**ACTION ITEM**.
What do the lines say from the start of the entries through the one containing "fn reveal_centre(s: &mut"? Repeat them exactly.

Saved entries
// Host-side tests for the interaction state machine, driven through the inbox
// exactly as a frontend would.

use deck_core::gesture::landmark::{INDEX_TIP, MIDDLE_TIP, THUMB_TIP};
use deck_core::tween::Cue;
use deck_core::*;
use glam::Vec2;
use std::time::Duration;

// a quarter second is exact in binary, so the session clock never drifts
const TICK: Duration = Duration::from_millis(250);
const CENTRE: CardId = CardId(39);

fn session() -> Session {
    Session::new(tarot_deck(), DeckParams::default(), 7)
}

fn pointer_session() -> (Session, InboxSender) {
    pointer_session_with(DeckParams::default())
}

fn pointer_session_with(params: DeckParams) -> (Session, InboxSender) {
    let s = Session::new(tarot_deck(), params, 7);
    let tx = s.sender();
    tx.send(InboxMessage::CameraFailed("no camera in tests".into()));
    (s, tx)
}

fn ticks(s: &mut Session, n: usize) {
    for _ in 0..n {
        s.tick(TICK);
    }
}

/// A pinching hand with the index tip at the middle of the mirrored frame.
fn pinch_at_centre() -> HandLandmarks {
    let mut points = vec![Landmark::new(0.5, 0.8, 0.0); HAND_LANDMARK_COUNT];
    points[INDEX_TIP] = Landmark::new(0.5, 0.5, 0.0);
    points[THUMB_TIP] = Landmark::new(0.52, 0.5, 0.0);
    points[MIDDLE_TIP] = Landmark::new(0.5, 0.3, 0.0);
    HandLandmarks::from_slice(&points).unwrap()
}

/// Hover the centre card, then click it. Returns with the card revealed.
fn reveal_centre(s: &mut Session, tx: &InboxSender) {
    tx.pointer(PointerEvent::Move { x: 0.0, y: 0.0 });
    s.tick(TICK);
    assert_eq!(s.state(), InteractionState::Focusing);
    assert_eq!(s.hovered(), Some(CENTRE));
    tx.pointer(PointerEvent::Down(PointerButton::Primary));
    s.tick(TICK);
    assert_eq!(s.state(), InteractionState::Revealed);
    assert_eq!(s.revealed(), Some(CENTRE));
}

#[test]
fn new_session_is_browsing_full_deck() {
    let mut s = session();
    assert_eq!(s.state(), InteractionState::Browsing);
    assert_eq!(s.deck().len(), 78);
    assert_eq!(s.hud().deck_label(), "CARDS: 78");
    assert_eq!(s.hud().notice, Some(Notice::Loading));
    assert_eq!(s.input_mode(), InputMode::AwaitingCamera);
    assert_eq!(s.stars().len(), STAR_COUNT);
    let requests = s.take_asset_requests();
    assert_eq!(requests.len(), 1);
    assert_eq!(requests[0].target, AssetTarget::CardBack);
    assert_eq!(requests[0].reference, CARD_BACK_REF);
    assert!(s.take_asset_requests().is_empty());
}

#[test]
fn scroll_past_the_end_settles_on_the_clamp() {
    let mut s = session();
    let n = s.deck().len();
    s.scroll_to(-1.0e6);
    let mut gap = (s.scroll().target() - s.scroll().current()).abs();
    for _ in 0..400 {
        s.tick(TICK);
        let next = (s.scroll().target() - s.scroll().current()).abs();
        assert!(next < gap || next == 0.0);
        gap = next;
    }
    assert_eq!(s.state(), InteractionState::Browsing);
    assert_eq!(
        s.scroll().current(),
        -(n as f32 / 2.0 * CARD_SPACING + SCROLL_MARGIN)
    );
}

#[test]
fn pinch_reveals_hovered_card_once() {
    let (mut s, tx) = pointer_session();
    s.take_asset_requests();
    reveal_centre(&mut s, &tx);

    assert!(!s.cursor().visible);
    assert!(s.hud().fist_icon);
    assert!(s.hud().burn_hint);
    assert_eq!(s.deck().get(CENTRE).unwrap().side(), FaceSide::Front);
    assert_eq!(s.selections().len(), 1);
    let requests = s.take_asset_requests();
    assert_eq!(requests.len(), 1);
    assert_eq!(requests[0].target, AssetTarget::Front(CENTRE));

    // a second pinch changes nothing
    tx.pointer(PointerEvent::Up);
    tx.pointer(PointerEvent::Move { x: 0.0, y: 0.0 });
    tx.pointer(PointerEvent::Down(PointerButton::Primary));
    s.tick(TICK);
    assert_eq!(s.state(), InteractionState::Revealed);
    assert_eq!(s.revealed(), Some(CENTRE));
    assert_eq!(s.selections().len(), 1);
    assert!(s.take_asset_requests().is_empty());
}

#[test]
fn pinch_straight_from_browsing_reveals_in_one_tick() {
    let (mut s, tx) = pointer_session();
    assert_eq!(s.state(), InteractionState::Browsing);
    tx.pointer(PointerEvent::Move { x: 0.0, y: 0.0 });
    tx.pointer(PointerEvent::Down(PointerButton::Primary));
    s.tick(TICK);
    assert_eq!(s.state(), InteractionState::Revealed);
    assert_eq!(s.revealed(), Some(CENTRE));
    assert_eq!(s.selections().len(), 1);
}

#[test]
fn pinch_over_empty_space_only_focuses() {
    let (mut s, tx) = pointer_session();
    tx.pointer(PointerEvent::Move { x: 0.0, y: 0.95 });
    tx.pointer(PointerEvent::Down(PointerButton::Primary));
    s.tick(TICK);
    assert_eq!(s.state(), InteractionState::Focusing);
    assert_eq!(s.hovered(), None);
    assert_eq!(s.revealed(), None);
    assert!(s.cursor().visible);
    assert!(s.selections().is_empty());
}

#[test]
fn held_camera_pinch_draws_one_card() {
    let mut s = session();
    let tx = s.sender();
    s.take_asset_requests();
    tx.send(InboxMessage::CameraStarted);
    for _ in 0..6 {
        tx.landmarks(Some(pinch_at_centre()));
        s.tick(TICK);
    }
    assert_eq!(s.input_mode(), InputMode::Camera);
    assert_eq!(s.state(), InteractionState::Revealed);
    assert_eq!(s.revealed(), Some(CENTRE));
    assert_eq!(s.selections().len(), 1);
    let requests = s.take_asset_requests();
    assert_eq!(requests.len(), 1);
    assert_eq!(requests[0].target, AssetTarget::Front(CENTRE));
}

#[test]
fn revealed_card_lands_on_focal_point_and_shows_details() {
    let (mut s, tx) = pointer_session();
    reveal_centre(&mut s, &tx);
    let revealed_at = s.clock();

    ticks(&mut s, 3);
    assert!(s.hud().detail.is_none());
    s.tick(TICK);
    assert_eq!(s.clock(), revealed_at + 1.0);

    let card = s.deck().get(CENTRE).unwrap();
    assert_eq!(card.transform.position, reveal_focal_point());
    assert_eq!(card.transform.rotation, glam::Vec3::ZERO);
    let detail = s.hud().detail.as_ref().unwrap();
    assert_eq!(detail.title, card.info.name);

    for other in s.deck().iter().filter(|c| c.id != CENTRE) {
        assert_eq!(other.transform.position.z, DISMISS_Z);
    }
}

#[test]
fn fist_burns_then_returns_to_browsing_after_delay() {
    let (mut s, tx) = pointer_session();
    reveal_centre(&mut s, &tx);
    let before = s.deck().len();

    tx.pointer(PointerEvent::Down(PointerButton::Secondary));
    s.tick(TICK);
    assert_eq!(s.state(), InteractionState::Burning);
    assert_eq!(s.deck().len(), before - 1);
    assert!(!s.deck().contains(CENTRE));
    assert_eq!(s.revealed(), None);
    assert_eq!(s.hud().deck_count, before - 1);
    assert!(!s.hud().fist_icon && !s.hud().burn_hint);
    assert_eq!(s.ash().bursts().len(), 1);

    // seven more quarter-seconds is 1.75s: still burning, clicks ignored
    tx.pointer(PointerEvent::Down(PointerButton::Primary));
    ticks(&mut s, 7);
    assert_eq!(s.state(), InteractionState::Burning);
    s.tick(TICK);
    assert_eq!(s.state(), InteractionState::Browsing);
    assert_eq!(s.deck().len(), before - 1);
}

#[test]
fn burning_cancels_pending_details() {
    let (mut s, tx) = pointer_session();
    reveal_centre(&mut s, &tx);
    assert!(s.timeline().pending(Cue::ShowDetails(CENTRE)));

    tx.pointer(PointerEvent::Down(PointerButton::Secondary));
    s.tick(TICK);
    assert!(!s.timeline().pending(Cue::ShowDetails(CENTRE)));
    ticks(&mut s, 12);
    assert!(s.hud().detail.is_none());
}

#[test]
fn camera_failure_hands_control_to_the_mouse() {
    let (mut s, tx) = pointer_session();
    tx.pointer(PointerEvent::Move { x: 0.2, y: 0.1 });
    s.tick(TICK);
    assert_eq!(s.input_mode(), InputMode::Pointer);
    assert_eq!(s.gesture().class, GestureClass::Point);
    assert_eq!(s.hud().notice, Some(Notice::PointerFallback));

    let closed: Vec<Landmark> = vec![Landmark::new(0.5, 0.5, 0.0); HAND_LANDMARK_COUNT];
    let fist = HandLandmarks::from_slice(&closed).unwrap();
    tx.send(InboxMessage::CameraStarted);
    tx.landmarks(Some(fist));
    tx.landmarks(None);
    s.tick(TICK);
    assert_eq!(s.input_mode(), InputMode::Pointer);
    assert_eq!(s.gesture().class, GestureClass::Point);
    assert_eq!(s.gesture().pointer, Vec2::new(0.2, 0.1));

    tx.pointer(PointerEvent::Down(PointerButton::Secondary));
    s.tick(TICK);
    assert_eq!(s.gesture().class, GestureClass::Fist);

    // the fallback notice clears itself
    ticks(&mut s, 8);
    assert_eq!(s.hud().notice, None);
}

#[test]
fn camera_start_clears_loading_notice() {
    let mut s = session();
    s.sender().send(InboxMessage::CameraStarted);
    s.tick(TICK);
    assert_eq!(s.input_mode(), InputMode::Camera);
    assert_eq!(s.hud().notice, None);
}

#[test]
fn failed_artwork_gets_named_placeholder_and_details_still_arrive() {
    let (mut s, tx) = pointer_session();
    reveal_centre(&mut s, &tx);
    let name = s.deck().get(CENTRE).unwrap().info.name.clone();

    tx.send(InboxMessage::AssetLoaded {
        target: AssetTarget::Front(CENTRE),
        result: Err(AssetError::NotFound("nope.jpg".into())),
    });
    s.tick(TICK);
    let card = s.deck().get(CENTRE).unwrap();
    assert!(card.front_image.is_placeholder());
    match &card.front_image {
        FaceImage::Procedural(img) => assert_eq!(img.title(), Some(name.as_str())),
        other => panic!("expected placeholder, got {other:?}"),
    }

    ticks(&mut s, 3);
    assert_eq!(s.hud().detail.as_ref().map(|d| d.title.as_str()), Some(name.as_str()));
    assert_eq!(s.deck().get(CENTRE).unwrap().transform.position, reveal_focal_point());
}

#[test]
fn loaded_artwork_and_back_bind() {
    let (mut s, tx) = pointer_session();
    reveal_centre(&mut s, &tx);
    let handle = ImageHandle {
        reference: "front.jpg".into(),
        byte_len: 10,
    };
    tx.send(InboxMessage::AssetLoaded {
        target: AssetTarget::Front(CENTRE),
        result: Ok(handle.clone()),
    });
    tx.send(InboxMessage::AssetLoaded {
        target: AssetTarget::CardBack,
        result: Err(AssetError::NotFound(CARD_BACK_REF.into())),
    });
    s.tick(TICK);
    assert_eq!(s.deck().get(CENTRE).unwrap().front_image, FaceImage::Loaded(handle));
    assert!(s.back_image().is_placeholder());
}

#[test]
fn artwork_for_burned_card_is_dropped() {
    let (mut s, tx) = pointer_session();
    reveal_centre(&mut s, &tx);
    tx.pointer(PointerEvent::Down(PointerButton::Secondary));
    s.tick(TICK);
    tx.send(InboxMessage::AssetLoaded {
        target: AssetTarget::Front(CENTRE),
        result: Ok(ImageHandle {
            reference: "late.jpg".into(),
            byte_len: 1,
        }),
    });
    s.tick(TICK);
    assert!(!s.deck().contains(CENTRE));
    assert_eq!(s.state(), InteractionState::Burning);
}

#[test]
fn open_hand_leaves_focus_and_steers() {
    let (mut s, tx) = pointer_session();
    tx.pointer(PointerEvent::Move { x: 0.0, y: 0.0 });
    s.tick(TICK);
    assert_eq!(s.state(), InteractionState::Focusing);

    tx.pointer(PointerEvent::Move { x: -0.9, y: 0.0 });
    s.tick(TICK);
    assert_eq!(s.state(), InteractionState::Browsing);
    assert_eq!(s.hovered(), None);
    assert!(!s.cursor().visible);
    assert!(s.scroll().target() > 0.0);
}

#[test]
fn pick_is_stable_for_a_still_pointer() {
    let mut s = session();
    s.tick(TICK);
    for p in [Vec2::ZERO, Vec2::new(0.4, 0.1), Vec2::new(-0.5, -0.3)] {
        assert_eq!(s.pick(p), s.pick(p));
    }
    assert_eq!(s.pick(Vec2::ZERO), Some(CENTRE));
}

#[test]
fn same_seed_draws_same_orientation() {
    let run = || {
        let (mut s, tx) = pointer_session();
        reveal_centre(&mut s, &tx);
        s.selections()[0].clone()
    };
    assert_eq!(run(), run());
}

#[test]
fn out_of_range_reversed_chance_is_clamped() {
    let always = DeckParams {
        reversed_chance: 1.5,
        ..DeckParams::default()
    };
    let (mut s, tx) = pointer_session_with(always);
    assert_eq!(s.params().reversed_chance, 1.0);
    reveal_centre(&mut s, &tx);
    assert!(s.selections()[0].reversed);

    let never = DeckParams {
        reversed_chance: -0.5,
        ..DeckParams::default()
    };
    let (mut s, tx) = pointer_session_with(never);
    reveal_centre(&mut s, &tx);
    assert!(!s.selections()[0].reversed);
}

#[test]
fn detail_panel_fades_in() {
    let (mut s, tx) = pointer_session();
    reveal_centre(&mut s, &tx);
    let revealed_at = s.clock();
    assert_eq!(s.detail_opacity(), 0.0);

    ticks(&mut s, 4);
    assert_eq!(s.hud().detail.as_ref().unwrap().shown_at, revealed_at + 1.0);
    assert_eq!(s.detail_opacity(), 0.0);
    s.tick(TICK);
    assert_eq!(s.detail_opacity(), 0.5);
    s.tick(TICK);
    assert_eq!(s.detail_opacity(), 1.0);
    ticks(&mut s, 4);
    assert_eq!(s.detail_opacity(), 1.0);
}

**ANSWER TO THIS TASK**.
// Host-side tests for the interaction state machine, driven through the inbox
// exactly as a frontend would.

use deck_core::gesture::landmark::{INDEX_TIP, MIDDLE_TIP, THUMB_TIP};
use deck_core::tween::Cue;
use deck_core::*;
use glam::Vec2;
use std::time::Duration;

// a quarter second is exact in binary, so the session clock never drifts
const TICK: Duration = Duration::from_millis(250);
const CENTRE: CardId = CardId(39);

fn session() -> Session {
    Session::new(tarot_deck(), DeckParams::default(), 7)
}

fn pointer_session() -> (Session, InboxSender) {
    pointer_session_with(DeckParams::default())
}

fn pointer_session_with(params: DeckParams) -> (Session, InboxSender) {
    let s = Session::new(tarot_deck(), params, 7);
    let tx = s.sender();
    tx.send(InboxMessage::CameraFailed("no camera in tests".into()));
    (s, tx)
}

fn ticks(s: &mut Session, n: usize) {
    for _ in 0..n {
        s.tick(TICK);
    }
}

/// A pinching hand with the index tip at the middle of the mirrored frame.
fn pinch_at_centre() -> HandLandmarks {
    let mut points = vec![Landmark::new(0.5, 0.8, 0.0); HAND_LANDMARK_COUNT];
    points[INDEX_TIP] = Landmark::new(0.5, 0.5, 0.0);
    points[THUMB_TIP] = Landmark::new(0.52, 0.5, 0.0);
    points[MIDDLE_TIP] = Landmark::new(0.5, 0.3, 0.0);
    HandLandmarks::from_slice(&points).unwrap()
}

/// Hover the centre card, then click it. Returns with the card revealed.
fn reveal_centre(s: &mut Session, tx: &InboxSender) {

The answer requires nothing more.